◆ What is required
Exactly the lines from the start of the data below through the line containing "pub struct WorkspaceFolder" must be returned, and no others.

___ Available data ___

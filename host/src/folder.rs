//! Workspace folder identity.

use std::path::{Path, PathBuf};

/// A project root the editor has open; the unit of client scoping.
///
/// Identity is the root path: the fleet keys entries by the root's
/// `file://` URI string, so two folders denote the same entry exactly
/// when their roots are the same path.
#[derive(Debug, Clone, PartialEq, Eq)]
pub struct WorkspaceFolder {
    root: PathBuf,
}

impl WorkspaceFolder {
    #[must_use]
    pub fn new(root: PathBuf) -> Self {
        Self { root }
    }

    #[must_use]
    pub fn root(&self) -> &Path {
        &self.root
    }

    /// Short display name (the root's final component).
    #[must_use]
    pub fn name(&self) -> String {
        self.root
            .file_name()
            .map(|n| n.to_string_lossy().into_owned())
            .unwrap_or_else(|| self.root.display().to_string())
    }
}

#[cfg(test)]
mod tests {
    use super::*;

    #[test]
    fn name_is_final_component() {
        let folder = WorkspaceFolder::new(PathBuf::from("/work/grammar"));
        assert_eq!(folder.name(), "grammar");
        assert_eq!(folder.root(), Path::new("/work/grammar"));
    }

    #[test]
    fn name_falls_back_to_display_for_bare_root() {
        let folder = WorkspaceFolder::new(PathBuf::from("/"));
        assert_eq!(folder.name(), "/");
    }
}
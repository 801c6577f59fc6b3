//! Terminal implementation of the [`Host`] capability trait.

use std::collections::HashMap;
use std::path::{Path, PathBuf};
use std::sync::Mutex;

use tern_host::{
    Host, ProgressScope, TernDiagnostic, WatchRequest, WatchSubscription, progress_channel,
};
use tokio::sync::oneshot;

use crate::watch;

/// Host backed by stdout: prompts answer by policy (`--yes`), progress
/// and diagnostics print as they arrive, watches come from the polling
/// walker.
pub struct TerminalHost {
    assume_yes: bool,
    diagnostics: Mutex<HashMap<PathBuf, Vec<TernDiagnostic>>>,
}

impl TerminalHost {
    pub fn new(assume_yes: bool) -> Self {
        Self {
            assume_yes,
            diagnostics: Mutex::new(HashMap::new()),
        }
    }

    /// Summary of everything currently published, like `E:2 W:1`.
    fn summary(&self) -> String {
        let diagnostics = self.diagnostics.lock().unwrap();
        let (mut errors, mut warnings) = (0, 0);
        for item in diagnostics.values().flatten() {
            if item.severity().is_error() {
                errors += 1;
            } else {
                warnings += 1;
            }
        }
        format!("E:{errors} W:{warnings}")
    }
}

impl Host for TerminalHost {
    fn show_info(&self, message: &str) {
        println!("{message}");
    }

    fn show_warning(&self, message: &str) {
        println!("warning: {message}");
    }

    fn show_error(&self, message: &str) {
        eprintln!("error: {message}");
    }

    fn confirm(&self, message: &str) -> oneshot::Receiver<bool> {
        let (tx, rx) = oneshot::channel();
        // Prompts are answered by policy, not stdin: a headless run must
        // never hang on a question nobody is there to answer.
        if self.assume_yes {
            println!("{message} [accepted: --yes]");
            let _ = tx.send(true);
        } else {
            println!("{message} [declined; pass --yes to accept]");
            let _ = tx.send(false);
        }
        rx
    }

    fn begin_install(&self, title: &str) -> ProgressScope {
        println!("{title}...");
        let (scope, mut handle) = progress_channel();
        // The printing task owns the handle; there is no cancel UI in the
        // terminal, interrupting the process cancels everything anyway.
        tokio::spawn(async move {
            while let Some(event) = handle.next_event().await {
                println!("  {event}");
            }
        });
        scope
    }

    fn watch(&self, request: WatchRequest) -> WatchSubscription {
        watch::spawn_poll_watcher(request, watch::POLL_INTERVAL)
    }

    fn publish_diagnostics(&self, path: &Path, diagnostics: &[TernDiagnostic]) {
        {
            let mut map = self.diagnostics.lock().unwrap();
            if diagnostics.is_empty() {
                if map.remove(path).is_none() {
                    return;
                }
                println!("{}: clean", path.display());
            } else {
                for item in diagnostics {
                    // LSP positions are zero-based; print one-based.
                    println!(
                        "{}:{}:{} {}: {}",
                        path.display(),
                        item.line() + 1,
                        item.col() + 1,
                        item.severity().label(),
                        item.message()
                    );
                }
                map.insert(path.to_path_buf(), diagnostics.to_vec());
            }
        }
        println!("[{}]", self.summary());
    }

    fn clear_diagnostics(&self, root: &Path) {
        let mut map = self.diagnostics.lock().unwrap();
        map.retain(|path, _| !path.starts_with(root));
    }
}
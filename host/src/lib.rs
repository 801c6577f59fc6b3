//! Shared domain types for the Tern editor shell.
//!
//! This crate defines the vocabulary the rest of the workspace speaks:
//! workspace folders, diagnostics, install progress events, and the
//! [`Host`] capability trait through which an embedding editor provides
//! its UI surfaces (prompts, progress, notifications, file watchers,
//! the diagnostics surface).
//!
//! Nothing here spawns processes or touches the network. The seams are
//! plain channels so hosts and tests can drive them without mocking
//! machinery: a prompt is a `oneshot` receiver, a watcher is an `mpsc`
//! receiver, a progress scope is an `mpsc` sender paired with a `watch`
//! cancel flag.

mod diag;
mod folder;
mod host;
mod progress;
mod watch;

pub use diag::{DiagnosticSeverity, TernDiagnostic};
pub use folder::WorkspaceFolder;
pub use host::{Host, confirmed};
pub use progress::{InstallProgress, ProgressHandle, ProgressScope, progress_channel};
pub use watch::{FileEvent, FileEventKind, WatchKinds, WatchRequest, WatchSubscription};
//! Subprocess cleanup utilities shared by the installer.

/// RAII guard that kills a child process (and its process group on Unix) on drop.
///
/// Wrap a spawned `tokio::process::Child` immediately after `spawn()` so the
/// process dies if the owning future is cancelled. Call `disarm()` after the
/// process exits normally to prevent the kill.
pub(crate) struct ChildGuard {
    child: Option<tokio::process::Child>,
}

impl ChildGuard {
    pub(crate) fn new(child: tokio::process::Child) -> Self {
        Self { child: Some(child) }
    }

    pub(crate) fn child_mut(&mut self) -> &mut tokio::process::Child {
        self.child.as_mut().expect("child present")
    }

    pub(crate) fn disarm(&mut self) {
        self.child = None;
    }
}

impl Drop for ChildGuard {
    fn drop(&mut self) {
        let Some(child) = self.child.as_mut() else {
            return;
        };
        terminate(child);
        let _ = child.try_wait();
    }
}

/// Kill a child, taking its whole process group down on Unix so a
/// shell-spawned `cargo` dies with its parent shell.
pub(crate) fn terminate(child: &mut tokio::process::Child) {
    #[cfg(unix)]
    if let Some(pid) = child.id() {
        // SAFETY: plain syscall on a pid we own; failure falls through to start_kill.
        unsafe {
            if libc::killpg(pid as i32, libc::SIGKILL) != -1 {
                return;
            }
        }
    }
    let _ = child.start_kill();
}

/// Put the child process in its own session (Unix only) so the entire process
/// group can be killed via `killpg`.
#[cfg(unix)]
pub(crate) fn set_new_session(cmd: &mut tokio::process::Command) {
    use std::os::unix::process::CommandExt;

    unsafe {
        cmd.as_std_mut().pre_exec(|| {
            if libc::setsid() == -1 {
                return Err(std::io::Error::last_os_error());
            }
            // Linux-only: the install child should not outlive a crashed shell.
            #[cfg(target_os = "linux")]
            unsafe {
                if libc::prctl(libc::PR_SET_PDEATHSIG, libc::SIGKILL) == -1 {
                    return Err(std::io::Error::last_os_error());
                }
            }
            Ok(())
        });
    }
}

#[cfg(all(test, unix))]
mod tests {
    use std::time::Duration;

    use super::*;

    #[tokio::test]
    async fn new_session_child_leads_its_own_group() {
        let mut cmd = tokio::process::Command::new("sh");
        cmd.arg("-c").arg("sleep 30").kill_on_drop(true);
        set_new_session(&mut cmd);
        let mut child = cmd.spawn().unwrap();
        let pid = child.id().unwrap() as i32;

        // setsid runs in the child between fork and exec; poll until it has.
        let deadline = std::time::Instant::now() + Duration::from_secs(5);
        loop {
            let pgid = unsafe { libc::getpgid(pid) };
            if pgid == pid {
                break;
            }
            assert!(
                std::time::Instant::now() < deadline,
                "child never became its own process-group leader"
            );
            tokio::time::sleep(Duration::from_millis(10)).await;
        }

        terminate(&mut child);
        let _ = child.wait().await;
    }
}
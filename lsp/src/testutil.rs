//! Recording [`Host`] double for fleet tests.

use std::path::{Path, PathBuf};
use std::sync::Mutex;

use tern_host::{
    Host, ProgressHandle, ProgressScope, TernDiagnostic, WatchRequest, WatchSubscription,
    progress_channel,
};
use tokio::sync::oneshot;

pub(crate) struct RecordingHost {
    accept_prompts: bool,
    pub infos: Mutex<Vec<String>>,
    pub warnings: Mutex<Vec<String>>,
    pub errors: Mutex<Vec<String>>,
    pub prompts: Mutex<Vec<String>>,
    pub published: Mutex<Vec<(PathBuf, Vec<TernDiagnostic>)>>,
    pub cleared: Mutex<Vec<PathBuf>>,
    progress: Mutex<Vec<ProgressHandle>>,
}

impl RecordingHost {
    pub fn accepting() -> Self {
        Self::new(true)
    }

    pub fn declining() -> Self {
        Self::new(false)
    }

    fn new(accept_prompts: bool) -> Self {
        Self {
            accept_prompts,
            infos: Mutex::new(Vec::new()),
            warnings: Mutex::new(Vec::new()),
            errors: Mutex::new(Vec::new()),
            prompts: Mutex::new(Vec::new()),
            published: Mutex::new(Vec::new()),
            cleared: Mutex::new(Vec::new()),
            progress: Mutex::new(Vec::new()),
        }
    }
}

impl Host for RecordingHost {
    fn show_info(&self, message: &str) {
        self.infos.lock().unwrap().push(message.to_string());
    }

    fn show_warning(&self, message: &str) {
        self.warnings.lock().unwrap().push(message.to_string());
    }

    fn show_error(&self, message: &str) {
        self.errors.lock().unwrap().push(message.to_string());
    }

    fn confirm(&self, message: &str) -> oneshot::Receiver<bool> {
        self.prompts.lock().unwrap().push(message.to_string());
        let (tx, rx) = oneshot::channel();
        let _ = tx.send(self.accept_prompts);
        rx
    }

    fn begin_install(&self, _title: &str) -> ProgressScope {
        let (scope, handle) = progress_channel();
        self.progress.lock().unwrap().push(handle);
        scope
    }

    fn watch(&self, _request: WatchRequest) -> WatchSubscription {
        WatchSubscription::disconnected()
    }

    fn publish_diagnostics(&self, path: &Path, diagnostics: &[TernDiagnostic]) {
        self.published
            .lock()
            .unwrap()
            .push((path.to_path_buf(), diagnostics.to_vec()));
    }

    fn clear_diagnostics(&self, root: &Path) {
        self.cleared.lock().unwrap().push(root.to_path_buf());
    }
}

___

◆ Response to the exercise
filename host/src/folder.rs
//! Workspace folder identity.

use std::path::{Path, PathBuf};

/// A project root the editor has open; the unit of client scoping.
///
/// Identity is the root path: the fleet keys entries by the root's
/// `file://` URI string, so two folders denote the same entry exactly
/// when their roots are the same path.
#[derive(Debug, Clone, PartialEq, Eq)]
pub struct WorkspaceFolder {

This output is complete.